Reclined unnaturally in the dentist’s chair, I strained my jaw to keep my mouth open widely, enduring the unsettling pokes and pricks around my top incisors.
As my dentist peered into my cavernous maw, he piped up conversationally, “So, how’s that magazine going? You still writing for it?”
Unable to form proper words without full control of my mouth, I gurgled something that I hoped sounded like a yes.
“You know,” he continued in that same casual tone, still prodding and pricking. “I’ve gotta hand it to you. I don’t know how you do it. I can’t imagine writing for a living.” He pulled away momentarily and I took advantage of the interruption to rest my stiffening jaw.
“What do you mean?”
He leaned back in his chair and looked at me. “Oh man, I hate writing. I’ve always hated it. I dreaded writing essays in school and I was so excited when I graduated because that meant that I was done with them forever.”
“You can’t imagine writing for a living?!” I bolted upright, as much as gravity would allow, given my impossible angle. I stared at my dentist until the laughter came. “Seriously? What about you?”
“What about me?”
“I can’t even imagine doing what you do for a living! Sticking my hands in people’s mouths every day?!”
Dripping saliva, bloody gums, raunchy breath… I shuddered. He shrugged.
“That’s nothing,” he replied. And he meant it. “You write. I just… I couldn’t do that.”
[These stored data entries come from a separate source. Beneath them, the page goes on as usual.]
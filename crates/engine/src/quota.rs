use std::sync::Arc;

use serde::Serialize;
use tracing::{debug, info};

use hololith_core::quota::{check_product_quota, check_store_quota, check_tag_tier};
use hololith_core::{
    Plan, PlanDraft, Quotas, StoreId, Subscription, TenantId, TenantPlan, Usage,
};
use hololith_store::Repository;

use crate::error::EngineError;
use crate::stores::owned_store;

/// A tenant's plan together with its live usage.
#[derive(Debug, Clone, Serialize)]
#[cfg_attr(feature = "openapi", derive(utoipa::ToSchema))]
pub struct BillingSummary {
    pub subscription: Subscription,
    pub plan: Plan,
    pub usage: Usage,
}

/// Enforces plan allowances before resources are created.
///
/// Every check reads live counts from the repository. Checks and the writes
/// that follow them are separate round-trips, so two concurrent creates may
/// both pass and together exceed a limit by one.
#[derive(Clone)]
pub struct QuotaEngine {
    repo: Arc<dyn Repository>,
}

impl QuotaEngine {
    pub fn new(repo: Arc<dyn Repository>) -> Self {
        Self { repo }
    }

    /// Get or create the tenant's subscription, creating the free plan on demand.
    ///
    /// Returns the subscription joined with its plan. The plan is `None` only if
    /// the subscription references a plan row that no longer exists.
    pub async fn ensure_tenant_subscription(
        &self,
        tenant: &TenantId,
    ) -> Result<(Subscription, Option<Plan>), EngineError> {
        if let Some(subscription) = self.repo.get_subscription(tenant).await? {
            let plan = self.repo.get_plan(&subscription.plan_id).await?;
            return Ok((subscription, plan));
        }

        let free = self.repo.get_or_create_plan(&PlanDraft::free()).await?;
        let subscription = self
            .repo
            .get_or_create_subscription(tenant, &free.id)
            .await?;
        info!(tenant_id = %tenant, plan = %free.code, "created default subscription");

        // A concurrent request may have created the subscription on another plan.
        let plan = if subscription.plan_id == free.id {
            Some(free)
        } else {
            self.repo.get_plan(&subscription.plan_id).await?
        };
        Ok((subscription, plan))
    }

    /// The tenant's subscription and plan.
    ///
    /// Fails with [`EngineError::Internal`] if the subscription's plan cannot be resolved.
    pub async fn get_tenant_plan(&self, tenant: &TenantId) -> Result<TenantPlan, EngineError> {
        let (subscription, plan) = self.ensure_tenant_subscription(tenant).await?;
        let plan = plan.ok_or_else(|| {
            EngineError::Internal(format!(
                "subscription {} references missing plan {}",
                subscription.id, subscription.plan_id
            ))
        })?;
        Ok(TenantPlan { subscription, plan })
    }

    /// Count the tenant's stores and its products across all stores.
    pub async fn compute_usage(
        &self,
        tenant: &TenantId,
        quotas: Quotas,
    ) -> Result<Usage, EngineError> {
        let stores = self.repo.count_stores(tenant).await?;
        let products_total = self.repo.count_products_for_tenant(tenant).await?;
        Ok(Usage {
            stores,
            products_total,
            quotas,
        })
    }

    pub async fn assert_can_create_store(&self, tenant: &TenantId) -> Result<(), EngineError> {
        let TenantPlan { plan, .. } = self.get_tenant_plan(tenant).await?;
        let stores = self.repo.count_stores(tenant).await?;
        debug!(tenant_id = %tenant, stores, max = plan.quotas.max_stores, "store quota check");
        check_store_quota(&plan.quotas, stores)?;
        Ok(())
    }

    /// Check both the per-store and the tenant-wide product limits.
    ///
    /// The store must belong to the tenant.
    pub async fn assert_can_create_product(
        &self,
        tenant: &TenantId,
        store: &StoreId,
    ) -> Result<(), EngineError> {
        owned_store(self.repo.as_ref(), tenant, store).await?;
        let TenantPlan { plan, .. } = self.get_tenant_plan(tenant).await?;
        let in_store = self.repo.count_products_in_store(store).await?;
        let total = self.repo.count_products_for_tenant(tenant).await?;
        debug!(
            tenant_id = %tenant,
            store_id = %store,
            in_store,
            total,
            "product quota check"
        );
        check_product_quota(&plan.quotas, in_store, total)?;
        Ok(())
    }

    pub async fn assert_tag_tier_allowed(
        &self,
        tenant: &TenantId,
        tag_tier: u8,
    ) -> Result<(), EngineError> {
        let TenantPlan { plan, .. } = self.get_tenant_plan(tenant).await?;
        debug!(tenant_id = %tenant, tag_tier, max = plan.quotas.max_tag_tier, "tag tier check");
        check_tag_tier(&plan.quotas, tag_tier)?;
        Ok(())
    }

    /// Move the tenant onto the plan with `plan_code`, resetting the status to active.
    pub async fn set_tenant_plan(
        &self,
        tenant: &TenantId,
        plan_code: &str,
    ) -> Result<TenantPlan, EngineError> {
        let plan = self
            .repo
            .get_plan_by_code(plan_code)
            .await?
            .ok_or_else(|| EngineError::NotFound(format!("Plan not found: {plan_code}")))?;

        self.ensure_tenant_subscription(tenant).await?;
        let subscription = self.repo.set_subscription_plan(tenant, &plan.id).await?;
        info!(tenant_id = %tenant, plan = %plan.code, "tenant plan changed");
        Ok(TenantPlan { subscription, plan })
    }

    /// Insert or replace a plan by code.
    pub async fn upsert_plan(&self, draft: &PlanDraft) -> Result<Plan, EngineError> {
        Ok(self.repo.upsert_plan(draft).await?)
    }

    /// All plans, smallest first.
    pub async fn list_plans(&self) -> Result<Vec<Plan>, EngineError> {
        Ok(self.repo.list_plans().await?)
    }

    /// Plan, subscription and usage for the billing dashboard.
    pub async fn billing_summary(&self, tenant: &TenantId) -> Result<BillingSummary, EngineError> {
        let TenantPlan { subscription, plan } = self.get_tenant_plan(tenant).await?;
        let usage = self.compute_usage(tenant, plan.quotas).await?;
        Ok(BillingSummary {
            subscription,
            plan,
            usage,
        })
    }
}

#[cfg(test)]
mod tests {
    use hololith_core::{PlanId, QuotaViolation, SubscriptionStatus};
    use hololith_store::PlanStore;
    use hololith_store_memory::MemoryRepository;

    use super::*;
    use crate::testing::{self, Fixture};

    #[tokio::test]
    async fn subscription_is_created_lazily_once() {
        let fx = Fixture::new();
        let tenant = fx.tenant("lazy").await;

        let (first, plan) = fx.engine.quota().ensure_tenant_subscription(&tenant).await.unwrap();
        assert_eq!(plan.map(|p| p.code), Some("free".to_owned()));
        assert_eq!(first.status, SubscriptionStatus::Active);

        let (second, _) = fx.engine.quota().ensure_tenant_subscription(&tenant).await.unwrap();
        assert_eq!(first.id, second.id);
        assert_eq!(fx.repo.list_plans().await.unwrap().len(), 1);
    }

    #[tokio::test]
    async fn store_limit_boundary() {
        let fx = Fixture::new();
        let tenant = fx.tenant("bound").await;
        let quota = fx.engine.quota();

        quota.assert_can_create_store(&tenant).await.unwrap();
        fx.store(&tenant, "only-store").await;

        let err = quota.assert_can_create_store(&tenant).await.unwrap_err();
        assert!(matches!(
            err,
            EngineError::QuotaExceeded(QuotaViolation::MaxStores(1))
        ));
        assert!(err.to_string().contains("maxStores=1"));
    }

    #[tokio::test]
    async fn product_limits_prefer_per_store() {
        let fx = Fixture::new();
        fx.engine
            .quota()
            .upsert_plan(&testing::tight_free_plan())
            .await
            .unwrap();
        let tenant = fx.tenant("products").await;
        let store = fx.store(&tenant, "tight").await;

        for slug in ["one", "two"] {
            fx.engine.quota().assert_can_create_product(&tenant, &store.id).await.unwrap();
            fx.product(&tenant, &store.id, slug).await;
        }
        let err = fx
            .engine
            .quota()
            .assert_can_create_product(&tenant, &store.id)
            .await
            .unwrap_err();
        assert!(err.to_string().contains("maxProductsPerStore"));
    }

    #[tokio::test]
    async fn product_total_cap_applies_when_set() {
        let fx = Fixture::new();
        let mut draft = testing::tight_free_plan();
        draft.quotas.max_stores = 2;
        draft.quotas.max_products_total = Some(3);
        fx.engine.quota().upsert_plan(&draft).await.unwrap();
        let tenant = fx.tenant("total").await;
        let a = fx.store(&tenant, "total-a").await;
        let b = fx.store(&tenant, "total-b").await;
        fx.product(&tenant, &a.id, "a1").await;
        fx.product(&tenant, &a.id, "a2").await;
        fx.product(&tenant, &b.id, "b1").await;

        let err = fx
            .engine
            .quota()
            .assert_can_create_product(&tenant, &b.id)
            .await
            .unwrap_err();
        assert!(matches!(
            err,
            EngineError::QuotaExceeded(QuotaViolation::MaxProductsTotal(3))
        ));
    }

    #[tokio::test]
    async fn product_check_requires_ownership() {
        let fx = Fixture::new();
        let owner = fx.tenant("owner").await;
        let other = fx.tenant("other").await;
        let store = fx.store(&owner, "owned").await;

        let err = fx
            .engine
            .quota()
            .assert_can_create_product(&other, &store.id)
            .await
            .unwrap_err();
        assert!(matches!(err, EngineError::Forbidden(_)));
    }

    #[tokio::test]
    async fn tag_tier_gate_uses_plan() {
        let fx = Fixture::new();
        let tenant = fx.tenant("tiers").await;
        let quota = fx.engine.quota();
        quota.assert_tag_tier_allowed(&tenant, 1).await.unwrap();
        let err = quota.assert_tag_tier_allowed(&tenant, 2).await.unwrap_err();
        assert!(err.to_string().contains("maxTagTier=1"));

        fx.seed().await;
        quota.set_tenant_plan(&tenant, "pro").await.unwrap();
        quota.assert_tag_tier_allowed(&tenant, 3).await.unwrap();
    }

    #[tokio::test]
    async fn set_plan_unknown_code() {
        let fx = Fixture::new();
        let tenant = fx.tenant("unknown").await;
        let err = fx
            .engine
            .quota()
            .set_tenant_plan(&tenant, "platinum")
            .await
            .unwrap_err();
        assert!(matches!(err, EngineError::NotFound(m) if m == "Plan not found: platinum"));
    }

    #[tokio::test]
    async fn set_plan_creates_subscription_first() {
        let fx = Fixture::new();
        fx.seed().await;
        let tenant = fx.tenant("upgrade").await;
        let moved = fx.engine.quota().set_tenant_plan(&tenant, "starter").await.unwrap();
        assert_eq!(moved.plan.code, "starter");
        assert_eq!(moved.subscription.status, SubscriptionStatus::Active);

        let summary = fx.engine.quota().billing_summary(&tenant).await.unwrap();
        assert_eq!(summary.plan.code, "starter");
        assert_eq!(summary.usage.stores, 0);
        assert_eq!(summary.usage.quotas.max_stores, 3);
    }

    #[tokio::test]
    async fn missing_plan_is_internal() {
        let repo = Arc::new(MemoryRepository::new());
        let tenant = TenantId::generate();
        repo.get_or_create_subscription(&tenant, &PlanId::new("ghost"))
            .await
            .unwrap();
        let quota = QuotaEngine::new(repo);
        let err = quota.get_tenant_plan(&tenant).await.unwrap_err();
        assert!(matches!(err, EngineError::Internal(_)));
    }
}
//! Pure plan-quota arithmetic.
//!
//! Usage is always measured from live counts supplied by the caller; nothing
//! here caches or mutates state.

use thiserror::Error;

use crate::plan::Quotas;

/// A plan limit that would be exceeded by the requested operation.
///
/// The rendered message names the limit and its numeric threshold so that
/// operators and users can see exactly which allowance was hit.
#[derive(Debug, Clone, Copy, PartialEq, Eq, Error)]
pub enum QuotaViolation {
    #[error("Plan limit reached: maxStores={0}. Upgrade required.")]
    MaxStores(u32),

    #[error("Plan limit reached: maxProductsPerStore={0}. Upgrade required.")]
    MaxProductsPerStore(u32),

    #[error("Plan limit reached: maxProductsTotal={0}. Upgrade required.")]
    MaxProductsTotal(u32),

    #[error("Tag tier not allowed by plan. tagTier={tier}, maxTagTier={max}.")]
    TagTier { tier: u8, max: u8 },
}

impl QuotaViolation {
    /// Name of the quota field that was violated.
    #[must_use]
    pub fn limit_name(&self) -> &'static str {
        match self {
            Self::MaxStores(_) => "maxStores",
            Self::MaxProductsPerStore(_) => "maxProductsPerStore",
            Self::MaxProductsTotal(_) => "maxProductsTotal",
            Self::TagTier { .. } => "maxTagTier",
        }
    }
}

/// Check whether one more store fits under the plan.
pub fn check_store_quota(quotas: &Quotas, store_count: u64) -> Result<(), QuotaViolation> {
    if store_count >= u64::from(quotas.max_stores) {
        return Err(QuotaViolation::MaxStores(quotas.max_stores));
    }
    Ok(())
}

/// Check whether one more product fits, both in the target store and across the tenant.
///
/// The per-store limit is reported first when both are exhausted.
pub fn check_product_quota(
    quotas: &Quotas,
    products_in_store: u64,
    products_total: u64,
) -> Result<(), QuotaViolation> {
    if products_in_store >= u64::from(quotas.max_products_per_store) {
        return Err(QuotaViolation::MaxProductsPerStore(
            quotas.max_products_per_store,
        ));
    }
    if let Some(max_total) = quotas.max_products_total
        && products_total >= u64::from(max_total)
    {
        return Err(QuotaViolation::MaxProductsTotal(max_total));
    }
    Ok(())
}

/// Check whether a tag of the given tier may be used under the plan.
pub fn check_tag_tier(quotas: &Quotas, tag_tier: u8) -> Result<(), QuotaViolation> {
    if tag_tier > quotas.max_tag_tier {
        return Err(QuotaViolation::TagTier {
            tier: tag_tier,
            max: quotas.max_tag_tier,
        });
    }
    Ok(())
}

#[cfg(test)]
mod tests {
    use super::*;

    fn quotas(stores: u32, per_store: u32, total: Option<u32>, tier: u8) -> Quotas {
        Quotas {
            max_stores: stores,
            max_products_per_store: per_store,
            max_products_total: total,
            max_tag_tier: tier,
        }
    }

    #[test]
    fn store_quota_boundary() {
        let q = quotas(1, 10, None, 1);
        assert!(check_store_quota(&q, 0).is_ok());
        let err = check_store_quota(&q, 1).unwrap_err();
        assert_eq!(err, QuotaViolation::MaxStores(1));
        assert!(err.to_string().contains("maxStores=1"));
        assert!(err.to_string().contains("Upgrade required"));
    }

    #[test]
    fn zero_store_quota_rejects_everything() {
        let q = quotas(0, 10, None, 1);
        assert!(check_store_quota(&q, 0).is_err());
    }

    #[test]
    fn per_store_limit_takes_precedence() {
        let q = quotas(5, 2, Some(2), 1);
        let err = check_product_quota(&q, 2, 2).unwrap_err();
        assert_eq!(err.limit_name(), "maxProductsPerStore");
        assert!(err.to_string().contains("maxProductsPerStore=2"));
    }

    #[test]
    fn total_limit_applies_across_stores() {
        let q = quotas(5, 10, Some(3), 1);
        assert!(check_product_quota(&q, 0, 2).is_ok());
        let err = check_product_quota(&q, 0, 3).unwrap_err();
        assert_eq!(err, QuotaViolation::MaxProductsTotal(3));
    }

    #[test]
    fn absent_total_limit_is_unbounded() {
        let q = quotas(5, 10, None, 1);
        assert!(check_product_quota(&q, 9, 1_000_000).is_ok());
    }

    #[test]
    fn tag_tier_gate() {
        let q = quotas(1, 1, None, 2);
        assert!(check_tag_tier(&q, 1).is_ok());
        assert!(check_tag_tier(&q, 2).is_ok());
        let err = check_tag_tier(&q, 3).unwrap_err();
        assert_eq!(
            err.to_string(),
            "Tag tier not allowed by plan. tagTier=3, maxTagTier=2."
        );
    }
}
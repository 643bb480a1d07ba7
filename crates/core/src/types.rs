use std::fmt;

use serde::{Deserialize, Serialize};

macro_rules! newtype_id {
    ($name:ident, $doc:expr) => {
        #[doc = $doc]
        #[derive(Debug, Clone, PartialEq, Eq, Hash, PartialOrd, Ord, Serialize, Deserialize)]
        #[cfg_attr(feature = "openapi", derive(utoipa::ToSchema))]
        #[cfg_attr(feature = "openapi", schema(value_type = String))]
        #[serde(transparent)]
        pub struct $name(String);

        impl $name {
            /// Create a new instance from a string value.
            #[must_use]
            pub fn new(value: impl Into<String>) -> Self {
                Self(value.into())
            }

            /// Generate a fresh, time-ordered identifier.
            #[must_use]
            pub fn generate() -> Self {
                Self(uuid::Uuid::now_v7().to_string())
            }

            /// Return the inner string as a str slice.
            #[must_use]
            pub fn as_str(&self) -> &str {
                &self.0
            }

            /// Consume the wrapper and return the inner string.
            #[must_use]
            pub fn into_inner(self) -> String {
                self.0
            }
        }

        impl fmt::Display for $name {
            fn fmt(&self, f: &mut fmt::Formatter<'_>) -> fmt::Result {
                f.write_str(&self.0)
            }
        }

        impl From<String> for $name {
            fn from(s: String) -> Self {
                Self(s)
            }
        }

        impl From<&str> for $name {
            fn from(s: &str) -> Self {
                Self(s.to_owned())
            }
        }

        impl std::ops::Deref for $name {
            type Target = str;

            fn deref(&self) -> &str {
                &self.0
            }
        }

        impl AsRef<str> for $name {
            fn as_ref(&self) -> &str {
                &self.0
            }
        }
    };
}

newtype_id!(UserId, "A registered user account identifier.");
newtype_id!(TenantId, "A tenant identifier for multi-tenant isolation.");
newtype_id!(MembershipId, "Identifies a user's membership in a tenant.");
newtype_id!(PlanId, "Identifies a billing plan row.");
newtype_id!(SubscriptionId, "Identifies a tenant subscription.");
newtype_id!(StoreId, "Identifies a storefront.");
newtype_id!(ProductId, "Identifies a product within a store.");
newtype_id!(PageId, "Identifies a content page within a store.");
newtype_id!(TagId, "Identifies a global tag.");
newtype_id!(EventId, "Identifies a recorded analytics event.");

#[cfg(test)]
mod tests {
    use super::*;

    #[test]
    fn serializes_transparently() {
        let id = StoreId::new("store-1");
        let json = serde_json::to_string(&id).unwrap();
        assert_eq!(json, "\"store-1\"");
        let back: StoreId = serde_json::from_str(&json).unwrap();
        assert_eq!(back, id);
    }

    #[test]
    fn generated_ids_are_unique() {
        let a = TenantId::generate();
        let b = TenantId::generate();
        assert_ne!(a, b);
        assert_eq!(a.len(), 36);
    }

    #[test]
    fn deref_and_display() {
        let id = TagId::from("featured");
        assert_eq!(&*id, "featured");
        assert_eq!(id.to_string(), "featured");
        assert_eq!(id.as_ref(), "featured");
    }
}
I shook my head. “And I definitely couldn’t do what you do.”
“Well, that’s settled, then.” It wasn’t a competition, so I’m not quite sure why it felt like one. He slowly raised his glinting silver instruments of torture back in the air.
I took the hint and returned my body back to its original uncomfortable angle.
I’m not sure that many patients leave the dentist’s office smiling. But that day, I was one of them.